**Exercise goal**
The records follow. Print, word for word, the first line through the "pub struct Thresholds" line.

**Given information**
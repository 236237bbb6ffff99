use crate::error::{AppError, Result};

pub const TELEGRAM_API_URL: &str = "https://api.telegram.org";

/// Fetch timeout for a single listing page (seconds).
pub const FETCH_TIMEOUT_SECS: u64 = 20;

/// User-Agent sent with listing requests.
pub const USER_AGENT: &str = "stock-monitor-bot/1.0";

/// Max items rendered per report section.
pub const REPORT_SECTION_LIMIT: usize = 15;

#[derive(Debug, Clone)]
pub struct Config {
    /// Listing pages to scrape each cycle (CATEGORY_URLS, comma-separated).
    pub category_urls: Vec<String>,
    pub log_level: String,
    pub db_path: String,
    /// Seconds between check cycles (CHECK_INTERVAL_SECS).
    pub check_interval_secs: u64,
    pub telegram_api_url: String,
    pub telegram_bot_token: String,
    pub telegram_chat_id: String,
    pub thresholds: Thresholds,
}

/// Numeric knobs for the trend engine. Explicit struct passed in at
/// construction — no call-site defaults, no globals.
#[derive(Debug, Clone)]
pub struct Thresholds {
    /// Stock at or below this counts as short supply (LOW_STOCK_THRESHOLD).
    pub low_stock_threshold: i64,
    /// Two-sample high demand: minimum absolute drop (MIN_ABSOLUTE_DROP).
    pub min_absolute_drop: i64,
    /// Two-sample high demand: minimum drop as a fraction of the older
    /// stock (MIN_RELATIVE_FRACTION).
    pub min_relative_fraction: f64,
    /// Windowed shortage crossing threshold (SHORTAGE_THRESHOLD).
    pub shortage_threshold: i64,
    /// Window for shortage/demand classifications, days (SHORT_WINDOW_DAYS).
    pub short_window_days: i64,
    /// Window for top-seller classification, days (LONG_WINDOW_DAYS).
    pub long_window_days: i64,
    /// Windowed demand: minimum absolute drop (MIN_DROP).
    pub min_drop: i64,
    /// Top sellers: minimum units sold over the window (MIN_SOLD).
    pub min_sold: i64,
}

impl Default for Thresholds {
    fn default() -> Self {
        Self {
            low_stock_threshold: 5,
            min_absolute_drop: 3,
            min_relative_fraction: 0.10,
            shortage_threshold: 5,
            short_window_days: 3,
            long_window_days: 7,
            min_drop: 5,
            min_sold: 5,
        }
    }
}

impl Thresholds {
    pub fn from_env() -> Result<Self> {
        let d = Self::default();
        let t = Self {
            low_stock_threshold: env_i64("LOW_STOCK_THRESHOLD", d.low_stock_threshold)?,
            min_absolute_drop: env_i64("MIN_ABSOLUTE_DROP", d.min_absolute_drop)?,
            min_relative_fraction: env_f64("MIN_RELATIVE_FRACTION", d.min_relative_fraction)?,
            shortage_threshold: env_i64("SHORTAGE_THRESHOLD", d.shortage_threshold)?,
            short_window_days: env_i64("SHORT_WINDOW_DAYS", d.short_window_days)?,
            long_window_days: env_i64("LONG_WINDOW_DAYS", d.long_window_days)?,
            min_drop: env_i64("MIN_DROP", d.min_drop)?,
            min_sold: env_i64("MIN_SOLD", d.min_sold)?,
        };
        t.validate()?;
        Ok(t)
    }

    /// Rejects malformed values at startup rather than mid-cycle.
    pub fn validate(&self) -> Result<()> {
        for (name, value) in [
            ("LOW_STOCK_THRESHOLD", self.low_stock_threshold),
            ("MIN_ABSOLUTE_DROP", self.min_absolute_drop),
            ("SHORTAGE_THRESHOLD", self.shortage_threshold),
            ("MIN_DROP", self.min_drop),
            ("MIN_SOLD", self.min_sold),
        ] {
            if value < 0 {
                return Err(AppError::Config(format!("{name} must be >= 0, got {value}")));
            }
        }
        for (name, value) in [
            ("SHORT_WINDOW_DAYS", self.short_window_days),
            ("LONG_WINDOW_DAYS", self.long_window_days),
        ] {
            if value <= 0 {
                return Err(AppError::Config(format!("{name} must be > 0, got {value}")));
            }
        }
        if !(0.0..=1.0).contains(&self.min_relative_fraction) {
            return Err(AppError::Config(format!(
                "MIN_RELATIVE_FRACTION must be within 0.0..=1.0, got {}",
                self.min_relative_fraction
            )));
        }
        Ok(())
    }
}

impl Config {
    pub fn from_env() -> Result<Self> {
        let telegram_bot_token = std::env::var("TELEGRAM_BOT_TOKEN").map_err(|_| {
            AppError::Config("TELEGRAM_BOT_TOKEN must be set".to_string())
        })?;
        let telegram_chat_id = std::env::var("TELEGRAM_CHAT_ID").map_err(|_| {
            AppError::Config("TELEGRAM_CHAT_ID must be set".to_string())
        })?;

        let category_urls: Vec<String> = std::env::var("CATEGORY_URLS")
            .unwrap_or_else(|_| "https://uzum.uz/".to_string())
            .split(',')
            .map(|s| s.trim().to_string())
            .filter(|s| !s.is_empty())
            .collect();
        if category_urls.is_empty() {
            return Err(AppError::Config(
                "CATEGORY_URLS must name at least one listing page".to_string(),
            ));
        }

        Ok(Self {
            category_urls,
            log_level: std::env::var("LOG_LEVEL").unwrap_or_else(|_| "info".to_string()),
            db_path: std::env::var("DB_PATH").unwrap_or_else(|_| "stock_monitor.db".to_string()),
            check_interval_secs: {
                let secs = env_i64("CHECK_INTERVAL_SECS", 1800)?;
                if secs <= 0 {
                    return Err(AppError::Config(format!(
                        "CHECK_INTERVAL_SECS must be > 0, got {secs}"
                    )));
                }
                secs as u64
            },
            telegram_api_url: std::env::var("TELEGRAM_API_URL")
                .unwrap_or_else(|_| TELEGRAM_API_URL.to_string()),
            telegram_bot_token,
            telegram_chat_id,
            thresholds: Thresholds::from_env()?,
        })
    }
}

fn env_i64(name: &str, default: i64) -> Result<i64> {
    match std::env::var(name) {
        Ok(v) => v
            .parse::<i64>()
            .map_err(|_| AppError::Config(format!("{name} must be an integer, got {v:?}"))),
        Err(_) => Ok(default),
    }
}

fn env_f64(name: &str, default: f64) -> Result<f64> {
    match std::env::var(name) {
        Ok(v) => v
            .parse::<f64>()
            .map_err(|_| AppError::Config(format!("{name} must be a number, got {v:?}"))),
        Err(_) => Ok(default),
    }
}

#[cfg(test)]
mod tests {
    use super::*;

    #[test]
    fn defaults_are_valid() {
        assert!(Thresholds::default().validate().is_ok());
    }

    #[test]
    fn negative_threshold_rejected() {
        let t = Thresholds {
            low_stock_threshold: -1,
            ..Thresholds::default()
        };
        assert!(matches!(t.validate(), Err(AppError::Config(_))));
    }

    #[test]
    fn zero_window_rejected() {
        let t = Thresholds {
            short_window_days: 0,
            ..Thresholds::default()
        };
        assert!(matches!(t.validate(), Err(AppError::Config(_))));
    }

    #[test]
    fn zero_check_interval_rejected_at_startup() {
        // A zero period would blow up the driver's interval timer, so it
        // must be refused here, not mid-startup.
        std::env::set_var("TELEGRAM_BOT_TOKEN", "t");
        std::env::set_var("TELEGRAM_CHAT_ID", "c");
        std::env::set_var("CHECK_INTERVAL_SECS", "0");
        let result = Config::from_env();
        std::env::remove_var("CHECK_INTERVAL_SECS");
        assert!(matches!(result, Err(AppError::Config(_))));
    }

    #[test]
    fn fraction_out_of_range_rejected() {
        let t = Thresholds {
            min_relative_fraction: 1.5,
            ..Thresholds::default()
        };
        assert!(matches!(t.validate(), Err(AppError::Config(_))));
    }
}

**Your response**
repository 236237bbb6ffff99
use crate::error::{AppError, Result};

pub const TELEGRAM_API_URL: &str = "https://api.telegram.org";

/// Fetch timeout for a single listing page (seconds).
pub const FETCH_TIMEOUT_SECS: u64 = 20;

/// User-Agent sent with listing requests.
pub const USER_AGENT: &str = "stock-monitor-bot/1.0";

/// Max items rendered per report section.
pub const REPORT_SECTION_LIMIT: usize = 15;

#[derive(Debug, Clone)]
pub struct Config {
    /// Listing pages to scrape each cycle (CATEGORY_URLS, comma-separated).
    pub category_urls: Vec<String>,
    pub log_level: String,
    pub db_path: String,
    /// Seconds between check cycles (CHECK_INTERVAL_SECS).
    pub check_interval_secs: u64,
    pub telegram_api_url: String,
    pub telegram_bot_token: String,
    pub telegram_chat_id: String,
    pub thresholds: Thresholds,
}

/// Numeric knobs for the trend engine. Explicit struct passed in at
/// construction — no call-site defaults, no globals.
#[derive(Debug, Clone)]
pub struct Thresholds {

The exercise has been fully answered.